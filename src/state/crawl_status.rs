/// Crawl session status definitions
///
/// A session moves `Created -> Running -> {Completed | Stopped | Failed}`.
/// A session stopped before it ever ran goes straight from `Created` to
/// `Stopped`. The three end states are terminal.
use serde::{Deserialize, Serialize};
use std::fmt;

/// Represents the lifecycle state of a crawl session
#[derive(Debug, Clone, PartialEq, Eq, Hash, Serialize, Deserialize)]
pub enum CrawlStatus {
    // ===== Active States =====
    /// Queue and tree allocated, workers not yet started
    Created,

    /// Workers and discovery producer running
    Running,

    // ===== Terminal States =====
    /// Discovery finished on its own and every worker drained the queue
    Completed,

    /// A stop was requested; the tree holds whatever was inserted until then
    Stopped,

    /// Discovery failed; the tree holds whatever was inserted until then
    Failed(String),
}

impl CrawlStatus {
    /// Returns true if this is a terminal state (the session will not change again)
    pub fn is_terminal(&self) -> bool {
        !matches!(self, Self::Created | Self::Running)
    }

    /// Returns true if the session may still insert into its tree
    pub fn is_active(&self) -> bool {
        !self.is_terminal()
    }

    /// Returns true if moving from this state to `next` is a legal transition
    pub fn can_transition_to(&self, next: &CrawlStatus) -> bool {
        match (self, next) {
            (Self::Created, Self::Running) | (Self::Created, Self::Stopped) => true,
            (Self::Running, next) => next.is_terminal(),
            _ => false,
        }
    }

    /// Short lowercase name, without any failure detail
    pub fn as_str(&self) -> &'static str {
        match self {
            Self::Created => "created",
            Self::Running => "running",
            Self::Completed => "completed",
            Self::Stopped => "stopped",
            Self::Failed(_) => "failed",
        }
    }
}

impl fmt::Display for CrawlStatus {
    fn fmt(&self, f: &mut fmt::Formatter<'_>) -> fmt::Result {
        match self {
            Self::Failed(reason) => write!(f, "failed: {}", reason),
            other => write!(f, "{}", other.as_str()),
        }
    }
}
//! Site tree module
//!
//! The tree a crawl produces: one node per URL path segment, rooted at the
//! site key. [`Node`] is the live, concurrently mutated tree; [`TreeSnapshot`]
//! is an owned copy of it for listing, encoding and printing.

mod codec;
mod node;
mod render;
mod snapshot;

pub use codec::{decode, encode, CodecError};
pub use node::Node;
pub use render::render;
pub use snapshot::{TreeListing, TreeSnapshot};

### [Work task]
All lines starting at the one holding "pub use render::render;" and ending at the last line above must be output exactly, and no other line may appear.

### [Reply]
pub use render::render;
pub use snapshot::{TreeListing, TreeSnapshot};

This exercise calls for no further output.